The germination temperature is 15-20 deg.C, and the humidity is 65-70%.
Optionally, the enzyme activity of the amylase is 17-23U/mg;
the enzyme activity of the alkaline protease is 25-31U/mg;
the enzyme activity of the aminopeptidase is 22-28U/mg.
Optionally, in the step (3), the temperature of the enzymatic hydrolysate obtained in the step (2) is increased to 90-95 ℃, and enzyme deactivation is carried out for 10-15 min.
Optionally, in the step (4), in the solid-liquid separation step, a horizontal screw centrifuge is used for filtering to remove solid matters, a plate-and-frame filter is used for filtering, and finally a three-phase centrifuge is used for centrifugal purification;
the rotating speed of the horizontal screw centrifuge is 3600 revolutions per minute;
the aperture of a filter plate in the plate and frame filter is 0.3-0.4 μm;
the rotational speed of the three-phase centrifuge is 18000 rpm.

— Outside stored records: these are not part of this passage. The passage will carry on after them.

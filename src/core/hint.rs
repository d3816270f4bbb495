//! Contextual hint shown under the grid.
//!
//! The branches are checked in a fixed priority order and the first match
//! wins:
//! 1. month is loading
//! 2. cells are being saved
//! 3. hours are being entered
//! 4. one cell selected
//! 5. several cells selected
//! 6. past month
//! 7. idle

use crate::models::{EnteringMode, LoadingMarker, Selection};

pub const LOADING_MESSAGE: &str = "Loading data. Please wait.";
pub const SAVING_MESSAGE: &str = "Data is saving. Please wait.";
pub const SINGLE_SELECTION_MESSAGE: &str = "Hit CTRL+ENTER to edit. Or hold CTRL (or CMD) and click on other cells to select more. Or hold SHIFT and click on other cell to select the range of dates";
pub const PAST_MONTH_MESSAGE: &str =
    "You are not allowed to change data in the past, but you can look at it and be proud of your work!";
pub const IDLE_MESSAGE: &str = "Double click on a cell to edit. Use value 0 to delete the entry";

/// From this many cells in flight the hint spells out the count.
pub const BULK_SAVE_THRESHOLD: usize = 5;

pub fn hint_message(
    past_month: bool,
    logs_loading: bool,
    selections: &[Selection],
    loading: &[LoadingMarker],
    mode: EnteringMode,
) -> String {
    if logs_loading {
        return LOADING_MESSAGE.to_string();
    }

    if !loading.is_empty() {
        if loading.len() < BULK_SAVE_THRESHOLD {
            return SAVING_MESSAGE.to_string();
        }
        return format!(
            "{} entries are updating. This might take a while, so hold on!",
            loading.len()
        );
    }

    if mode.is_entering_hours() {
        return format!(
            "You are editing {} entries. Hit ENTER to submit or ESC to cancel. Use value 0 to delete the entry",
            selections.len()
        );
    }

    match selections.len() {
        0 => {}
        1 => return SINGLE_SELECTION_MESSAGE.to_string(),
        n => return format!("{n} days selected. Hit CTRL+ENTER to edit or ESC to cancel"),
    }

    if past_month {
        return PAST_MONTH_MESSAGE.to_string();
    }

    IDLE_MESSAGE.to_string()
}
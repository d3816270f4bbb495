//! Read-only JSON snapshot of every root container.
//!
//! Produced by the data collaborator; the CLI uses it to seed a session.

use std::fs;
use std::path::Path;

use chrono::NaiveDate;
use log::debug;
use serde::{Deserialize, Serialize};

use crate::errors::{AppError, AppResult};
use crate::models::{
    EnteringMode, FavoriteTask, ImportInfo, LoadingMarker, LogEntry, Selection, TypeOfWork,
};

#[derive(Debug, Clone, Default, PartialEq, Serialize, Deserialize)]
#[serde(default)]
pub struct StateSnapshot {
    pub month: Option<NaiveDate>,
    pub today: Option<NaiveDate>,
    pub display_weekend: Option<bool>,
    pub entering_mode: EnteringMode,
    pub logs_loading: bool,
    pub log_entries: Vec<LogEntry>,
    pub selections: Vec<Selection>,
    pub loading: Vec<LoadingMarker>,
    pub import_info: ImportInfo,
    pub types_of_work: Vec<TypeOfWork>,
    pub favorites: Vec<FavoriteTask>,
}

impl StateSnapshot {
    pub fn from_json(json: &str) -> AppResult<Self> {
        Ok(serde_json::from_str(json)?)
    }

    pub fn load(path: &Path) -> AppResult<Self> {
        if !path.exists() {
            return Err(AppError::Snapshot(format!(
                "snapshot file not found: {}",
                path.display()
            )));
        }

        let content = fs::read_to_string(path)?;
        let snapshot = Self::from_json(&content)?;
        debug!(
            "loaded snapshot {}: {} log entries, {} selections, {} loading markers",
            path.display(),
            snapshot.log_entries.len(),
            snapshot.selections.len(),
            snapshot.loading.len()
        );
        Ok(snapshot)
    }
}
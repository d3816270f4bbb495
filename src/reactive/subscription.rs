/// RAII handle returned by `subscribe`.
///
/// Dropping it removes the listener. Call [`Subscription::detach`] to keep the
/// listener alive for as long as its source lives.
#[must_use = "dropping a Subscription immediately removes the listener"]
pub struct Subscription {
    cancel: Option<Box<dyn FnOnce()>>,
}

impl Subscription {
    pub(crate) fn new(cancel: impl FnOnce() + 'static) -> Self {
        Self {
            cancel: Some(Box::new(cancel)),
        }
    }

    /// Removes the listener now.
    pub fn unsubscribe(mut self) {
        if let Some(cancel) = self.cancel.take() {
            cancel();
        }
    }

    /// Forgets the handle without removing the listener.
    pub fn detach(mut self) {
        self.cancel = None;
    }
}

impl Drop for Subscription {
    fn drop(&mut self) {
        if let Some(cancel) = self.cancel.take() {
            cancel();
        }
    }
}

impl std::fmt::Debug for Subscription {
    fn fmt(&self, f: &mut std::fmt::Formatter<'_>) -> std::fmt::Result {
        f.debug_struct("Subscription")
            .field("active", &self.cancel.is_some())
            .finish()
    }
}
use crate::cli::parser::{Cli, Commands};
use crate::config::Config;
use crate::errors::AppResult;
use crate::ui::messages;

/// Handle the `config` subcommand
pub fn handle(cli: &Cli, cfg: &Config) -> AppResult<()> {
    if let Commands::Config { print_config } = &cli.command {
        if *print_config {
            println!("Current configuration ({}):\n", Config::config_file().display());
            println!("{}", cfg.to_yaml()?);
        } else {
            messages::info(format!("Configuration file: {}", Config::config_file().display()));
        }
    }
    Ok(())
}
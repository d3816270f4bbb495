use serde::{Deserialize, Serialize};

#[derive(Debug, Clone, PartialEq, Eq, Serialize, Deserialize)]
pub struct FavoriteTask {
    pub task_number: i64,
}
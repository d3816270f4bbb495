//! Human-readable status lines for the CLI.

use std::fmt;

use crate::utils::colors::{CYAN, RED, RESET, YELLOW};

const BOLD: &str = "\x1b[1m";

pub fn info<T: fmt::Display>(msg: T) {
    println!("{CYAN}{BOLD}i{RESET} {msg}");
}

pub fn warning<T: fmt::Display>(msg: T) {
    println!("{YELLOW}{BOLD}!{RESET} {msg}");
}

pub fn error<T: fmt::Display>(msg: T) {
    eprintln!("{RED}{BOLD}x{RESET} {msg}");
}

/// Section header above a table.
pub fn header<T: fmt::Display>(msg: T) {
    println!("{CYAN}{BOLD}=== {msg} ==={RESET}");
}
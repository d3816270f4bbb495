use crate::cli::commands::open_session;
use crate::cli::parser::Cli;
use crate::config::Config;
use crate::errors::AppResult;
use crate::reactive::Readable;

pub fn handle(cli: &Cli, cfg: &Config) -> AppResult<()> {
    let session = open_session(cli, cfg, None)?;
    println!("{}", session.views.hint_message.get());
    Ok(())
}
use chrono::{Datelike, NaiveDate, Weekday};

pub fn today() -> NaiveDate {
    chrono::Local::now().date_naive()
}

pub fn start_of_month(date: NaiveDate) -> NaiveDate {
    NaiveDate::from_ymd_opt(date.year(), date.month(), 1).unwrap_or(date)
}

pub fn end_of_month(date: NaiveDate) -> NaiveDate {
    let (year, month) = if date.month() == 12 {
        (date.year() + 1, 1)
    } else {
        (date.year(), date.month() + 1)
    };

    NaiveDate::from_ymd_opt(year, month, 1)
        .and_then(|next| next.pred_opt())
        .unwrap_or(date)
}

pub fn is_weekend(date: NaiveDate) -> bool {
    matches!(date.weekday(), Weekday::Sat | Weekday::Sun)
}

/// Every day of the month containing `date`, first to last.
pub fn all_days_of_month(date: NaiveDate) -> Vec<NaiveDate> {
    let start = start_of_month(date);
    start
        .iter_days()
        .take_while(|d| d.month() == start.month())
        .collect()
}

pub fn weekdays_of_month(date: NaiveDate) -> Vec<NaiveDate> {
    all_days_of_month(date)
        .into_iter()
        .filter(|d| !is_weekend(*d))
        .collect()
}

/// True when `month` lies in a calendar month before the one containing `today`.
pub fn is_before_month_of(month: NaiveDate, today: NaiveDate) -> bool {
    month < start_of_month(today)
}

pub fn parse_date(s: &str) -> Option<NaiveDate> {
    NaiveDate::parse_from_str(s, "%Y-%m-%d").ok()
}

/// Accepts `YYYY-MM` or a full `YYYY-MM-DD`; returns the first of the month.
pub fn parse_month(s: &str) -> Option<NaiveDate> {
    if let Some(d) = parse_date(s) {
        return Some(start_of_month(d));
    }
    NaiveDate::parse_from_str(&format!("{}-01", s.trim()), "%Y-%m-%d").ok()
}

pub fn month_label(date: NaiveDate) -> String {
    date.format("%B %Y").to_string()
}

Optionally, in the step (6), the addition amount of the organic selenium is 0.06-0.07 per mill of the weight of the seed germination raw material.
Optionally, in the step (6), the peptide selenium is chelated under the following conditions: stirring at 45-50 deg.C for 30-45min at 36-45 r/min.
The biological selenium active peptide is prepared by a preparation method of the biological selenium active peptide, wherein in peptide molecules of the biological selenium active peptide, the mass percentage of peptide molecules with the relative molecular weight of less than or equal to 1000 daltons in the total peptide molecules is more than 98%, and the content of the peptide molecules in the biological selenium active peptide is more than 95 wt%.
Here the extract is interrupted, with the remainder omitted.